* [Problem requirements] Could you filter the records below and keep only the lines with the word "mpsc"?

Stored data entries:
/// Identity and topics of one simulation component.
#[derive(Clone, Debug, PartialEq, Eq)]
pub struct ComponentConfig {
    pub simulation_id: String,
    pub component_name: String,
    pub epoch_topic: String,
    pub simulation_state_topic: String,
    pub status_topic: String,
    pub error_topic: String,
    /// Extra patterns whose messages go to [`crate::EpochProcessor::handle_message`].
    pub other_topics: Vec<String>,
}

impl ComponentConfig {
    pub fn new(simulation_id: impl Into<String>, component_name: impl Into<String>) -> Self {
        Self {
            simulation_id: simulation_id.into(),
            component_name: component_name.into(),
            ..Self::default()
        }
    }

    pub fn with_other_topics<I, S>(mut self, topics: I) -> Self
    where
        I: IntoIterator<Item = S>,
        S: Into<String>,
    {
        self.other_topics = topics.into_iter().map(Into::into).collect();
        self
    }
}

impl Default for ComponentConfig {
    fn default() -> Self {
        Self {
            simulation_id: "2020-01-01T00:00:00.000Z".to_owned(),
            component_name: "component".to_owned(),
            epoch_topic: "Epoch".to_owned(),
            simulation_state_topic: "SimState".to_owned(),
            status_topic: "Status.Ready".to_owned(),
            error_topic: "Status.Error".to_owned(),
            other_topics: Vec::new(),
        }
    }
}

==

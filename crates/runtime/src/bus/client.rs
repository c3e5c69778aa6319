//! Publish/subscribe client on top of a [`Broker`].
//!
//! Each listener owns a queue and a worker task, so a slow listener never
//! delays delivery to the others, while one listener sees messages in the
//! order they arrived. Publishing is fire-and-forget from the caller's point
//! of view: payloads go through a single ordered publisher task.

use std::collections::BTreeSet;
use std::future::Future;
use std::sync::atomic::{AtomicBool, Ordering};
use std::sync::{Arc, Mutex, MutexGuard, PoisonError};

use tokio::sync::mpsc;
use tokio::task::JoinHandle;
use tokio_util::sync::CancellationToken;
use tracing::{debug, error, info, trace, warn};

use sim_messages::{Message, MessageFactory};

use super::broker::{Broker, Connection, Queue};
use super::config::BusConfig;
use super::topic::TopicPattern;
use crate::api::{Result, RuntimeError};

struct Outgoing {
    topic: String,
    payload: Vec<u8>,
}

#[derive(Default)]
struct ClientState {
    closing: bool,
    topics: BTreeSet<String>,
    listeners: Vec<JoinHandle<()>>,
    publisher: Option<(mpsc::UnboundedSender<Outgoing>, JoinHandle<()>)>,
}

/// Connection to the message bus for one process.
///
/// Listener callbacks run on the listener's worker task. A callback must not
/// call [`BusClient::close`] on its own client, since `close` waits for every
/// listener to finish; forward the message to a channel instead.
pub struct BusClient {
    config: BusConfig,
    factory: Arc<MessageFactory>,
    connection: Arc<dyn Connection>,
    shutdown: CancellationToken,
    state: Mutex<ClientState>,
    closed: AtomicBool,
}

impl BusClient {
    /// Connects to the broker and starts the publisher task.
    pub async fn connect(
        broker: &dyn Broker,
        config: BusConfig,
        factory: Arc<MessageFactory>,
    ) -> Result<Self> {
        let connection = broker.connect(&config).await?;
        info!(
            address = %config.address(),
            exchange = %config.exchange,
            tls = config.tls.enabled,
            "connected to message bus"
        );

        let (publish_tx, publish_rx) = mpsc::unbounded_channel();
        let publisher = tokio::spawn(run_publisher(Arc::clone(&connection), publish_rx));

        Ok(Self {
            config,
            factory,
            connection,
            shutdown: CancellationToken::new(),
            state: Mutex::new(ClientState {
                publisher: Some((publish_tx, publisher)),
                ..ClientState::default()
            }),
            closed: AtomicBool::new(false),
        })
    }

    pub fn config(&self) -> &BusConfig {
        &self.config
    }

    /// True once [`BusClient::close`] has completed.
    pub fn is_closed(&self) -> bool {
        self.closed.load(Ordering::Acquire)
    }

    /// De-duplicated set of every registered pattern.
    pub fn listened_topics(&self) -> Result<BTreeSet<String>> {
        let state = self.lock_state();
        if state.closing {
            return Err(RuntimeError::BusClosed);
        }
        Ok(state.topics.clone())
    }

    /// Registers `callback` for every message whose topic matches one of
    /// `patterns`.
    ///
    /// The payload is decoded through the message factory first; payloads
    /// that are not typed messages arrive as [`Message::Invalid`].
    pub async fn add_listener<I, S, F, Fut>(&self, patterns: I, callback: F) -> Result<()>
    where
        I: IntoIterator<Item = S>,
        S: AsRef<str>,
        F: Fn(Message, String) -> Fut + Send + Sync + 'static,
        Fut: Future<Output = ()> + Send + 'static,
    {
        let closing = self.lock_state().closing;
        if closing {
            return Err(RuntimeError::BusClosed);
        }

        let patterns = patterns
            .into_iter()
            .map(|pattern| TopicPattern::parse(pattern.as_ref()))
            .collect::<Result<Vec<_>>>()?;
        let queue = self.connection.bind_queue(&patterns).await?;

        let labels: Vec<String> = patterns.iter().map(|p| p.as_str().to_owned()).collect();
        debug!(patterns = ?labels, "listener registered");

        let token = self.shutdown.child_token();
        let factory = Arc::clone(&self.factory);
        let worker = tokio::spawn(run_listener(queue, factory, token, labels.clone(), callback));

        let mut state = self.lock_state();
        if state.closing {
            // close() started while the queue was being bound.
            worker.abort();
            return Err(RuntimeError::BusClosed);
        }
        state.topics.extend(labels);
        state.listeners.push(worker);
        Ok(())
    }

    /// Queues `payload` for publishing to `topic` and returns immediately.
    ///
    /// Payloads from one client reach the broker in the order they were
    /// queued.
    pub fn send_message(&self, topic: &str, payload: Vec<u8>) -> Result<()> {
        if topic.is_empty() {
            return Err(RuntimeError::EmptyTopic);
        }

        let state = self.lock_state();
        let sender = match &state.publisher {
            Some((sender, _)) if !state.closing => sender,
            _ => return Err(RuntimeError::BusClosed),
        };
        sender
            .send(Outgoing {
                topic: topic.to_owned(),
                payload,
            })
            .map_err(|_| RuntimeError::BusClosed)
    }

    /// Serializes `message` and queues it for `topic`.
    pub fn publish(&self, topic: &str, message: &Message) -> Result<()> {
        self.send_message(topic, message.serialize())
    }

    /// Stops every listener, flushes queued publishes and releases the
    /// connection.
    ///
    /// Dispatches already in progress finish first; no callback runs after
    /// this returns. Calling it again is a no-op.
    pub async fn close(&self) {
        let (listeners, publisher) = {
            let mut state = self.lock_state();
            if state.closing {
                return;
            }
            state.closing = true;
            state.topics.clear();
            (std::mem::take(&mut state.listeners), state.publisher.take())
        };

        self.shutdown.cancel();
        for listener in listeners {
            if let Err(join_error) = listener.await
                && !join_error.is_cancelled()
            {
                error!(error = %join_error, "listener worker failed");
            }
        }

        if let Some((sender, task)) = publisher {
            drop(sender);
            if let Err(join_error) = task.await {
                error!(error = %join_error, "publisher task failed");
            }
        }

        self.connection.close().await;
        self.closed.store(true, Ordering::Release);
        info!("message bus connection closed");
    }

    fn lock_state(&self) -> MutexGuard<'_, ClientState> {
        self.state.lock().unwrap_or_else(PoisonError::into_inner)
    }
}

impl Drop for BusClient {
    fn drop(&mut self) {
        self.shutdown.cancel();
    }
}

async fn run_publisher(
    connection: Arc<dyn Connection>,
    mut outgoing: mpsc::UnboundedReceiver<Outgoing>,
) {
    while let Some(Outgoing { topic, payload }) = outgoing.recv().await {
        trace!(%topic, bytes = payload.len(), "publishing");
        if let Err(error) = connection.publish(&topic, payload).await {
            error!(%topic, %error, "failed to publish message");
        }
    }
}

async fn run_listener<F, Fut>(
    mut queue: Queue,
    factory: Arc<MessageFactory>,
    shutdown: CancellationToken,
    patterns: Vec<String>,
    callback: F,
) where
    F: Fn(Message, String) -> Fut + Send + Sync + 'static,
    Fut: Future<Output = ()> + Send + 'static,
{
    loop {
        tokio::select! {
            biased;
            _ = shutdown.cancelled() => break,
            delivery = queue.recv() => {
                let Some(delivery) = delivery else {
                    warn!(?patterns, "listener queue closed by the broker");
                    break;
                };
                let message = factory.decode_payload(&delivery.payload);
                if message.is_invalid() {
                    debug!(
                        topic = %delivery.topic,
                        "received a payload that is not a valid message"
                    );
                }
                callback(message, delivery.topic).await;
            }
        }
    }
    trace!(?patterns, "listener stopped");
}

* [Solution to this task]
use tokio::sync::mpsc;
    publisher: Option<(mpsc::UnboundedSender<Outgoing>, JoinHandle<()>)>,
        let (publish_tx, publish_rx) = mpsc::unbounded_channel();
    mut outgoing: mpsc::UnboundedReceiver<Outgoing>,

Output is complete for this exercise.